OF THE TRIBULATION P RIBADENEIRA 1557- 1611
TREATISE OF THE TRIBULATION OF Fr. RIVADENEIRA
The hunting birds have already left, the first frosts are falling and the trees are stripped of their greenery. When the leaf falls, the death of the terminally ill is predicted.
On this cold afternoon I read the “De Tribulatione” of the great Jesuit ascetic P. Ribadeneira about whose life we know little. Except that he had a bad time at the Sorbonne for not being chosen to be part of the first promotion at the Company's Foundation.
Even so, he wrote the biography of Saint Ignatius, a prodigy of Castilian prose. In his considerations of the tribulation he comes, if not to correct Sto. Thomas in his interpretation of pain ─God does not create evil, he allows it─; He, however, maintains that pain is a catharsis and serves as a purification to the Christian life of the sinner.
So how do you explain the killing of Palestinian children, they are innocent?
Good. The wise Jesuit maintains that God has nothing to do with this genocide. It is the work of sin, ambition, arrogance, cruelty, impiety, follies.
How then does he not punish the tyrant? Well, here we enter the theology of free will advocated by the council fathers in Trent, especially Arias Montano.
In contradiction to the Protestants who preached salvation by faith without works. The just never sins. So the tyrant has free rein to act as he pleases?
Another response from Ribadeneira: God created free man and respects his will. The Book of Job and the Consolation of Philosophy are the axial axes on which the wheel of this magnificent work turns.
We are flesh of pain (Job). Beings for death (Zaratrusta). Life is full of thistles, thistles, thorns ─tibula, in Latin─. In the face of pain, Buddhists consider obliteration. For the orientals you do not exist.
The Roman Stoics advised endurance. This is how Senequism is born. Much of the attitude in Spanish literature and philosophy agrees with this theory.
From Garcilaso to Unamuno passing through Cervantes, Góngora and Quevedo and all picaresque literature is Senequista but it sublimates all the contradictions to catharsis.

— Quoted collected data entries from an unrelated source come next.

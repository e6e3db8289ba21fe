//! Free-fly camera controls

use bracket_engine::prelude::*;

use crate::look::MouseLook;

/// Flies the engine camera with WASD, Space/Control and the mouse
#[derive(Debug, Clone)]
pub struct CameraControls {
    /// Mouse look state
    pub look: MouseLook,
    /// Units per second
    pub move_speed: f32,
}

impl CameraControls {
    /// Default sensitivity and speed
    pub fn new() -> Self {
        Self {
            look: MouseLook::new(1.0),
            move_speed: 5.0,
        }
    }

    /// Builder pattern: Set movement speed
    pub fn with_speed(mut self, move_speed: f32) -> Self {
        self.move_speed = move_speed;
        self
    }

    fn direction(input: &InputManager) -> Vec3 {
        let direction = Vec3::new(
            input.axis(KeyCode::A, KeyCode::D),
            input.axis(KeyCode::Control, KeyCode::Space),
            input.axis(KeyCode::W, KeyCode::S),
        );
        direction.try_normalize(f32::EPSILON).unwrap_or_else(Vec3::zeros)
    }
}

impl Default for CameraControls {
    fn default() -> Self {
        Self::new()
    }
}

impl Component for CameraControls {
    fn kind(&self) -> ComponentKind {
        ComponentKind::CameraControls
    }

    fn start(&mut self, ctx: &mut Context<'_>) -> Result<(), ComponentError> {
        if ctx.camera().is_none() {
            return Err(ComponentError::MissingCamera);
        }
        Ok(())
    }

    fn update(&mut self, ctx: &mut Context<'_>, dt: f32) {
        let orientation = self.look.apply(ctx.input(), dt);
        let offset = Self::direction(ctx.input()) * self.move_speed * dt;

        let Some(camera) = ctx.camera_mut() else {
            return;
        };
        if let Some(orientation) = orientation {
            camera.set_orientation(orientation);
        }
        camera.translate_local(offset);
    }
}
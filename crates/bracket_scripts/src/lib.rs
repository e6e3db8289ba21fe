//! Gameplay scripts for bracket_engine
//!
//! Each script is an ordinary [`Component`](bracket_engine::ecs::Component):
//! it only talks to the engine through lifecycle hooks, its
//! [`Context`](bracket_engine::ecs::Context) and the raycast facade.
//!
//! - [`CameraControls`]: free-fly camera
//! - [`PlayerControls`]: body-driven first-person movement with jumping
//! - [`Weapon`]: hitscan gun with recoil, reload and an ammo readout
//! - [`HitMarker`]: marker that removes itself after a second

pub mod camera_controls;
pub mod hit_marker;
pub mod look;
pub mod player_controls;
pub mod weapon;

pub use camera_controls::CameraControls;
pub use hit_marker::HitMarker;
pub use look::MouseLook;
pub use player_controls::PlayerControls;
pub use weapon::{Weapon, WeaponConfig, GUNINFO_SINK};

Writing becomes a purification. It's quite a mystique. This Jesuit must not have been liked by his own coreligionists - the same thing happened to Gracián - and he was on the verge of leaving the Company.
They preached the way to heaven through the narrow path, the denial of self, never responding to affront.
She was of convert origin, the same as St. Teresa, who said that this life is a night in a bad inn and that she only asked God to suffer and suffer. Values that are not very valid today either.
Now as then comfort and delight are preferred. And even less do you want to know anything about death.
It reviews the afflictions and dangers, disappointments, failures, disappointments that threaten human beings in their journey through existence: the evil of war, brawls of all kinds, the loss of property or homeland.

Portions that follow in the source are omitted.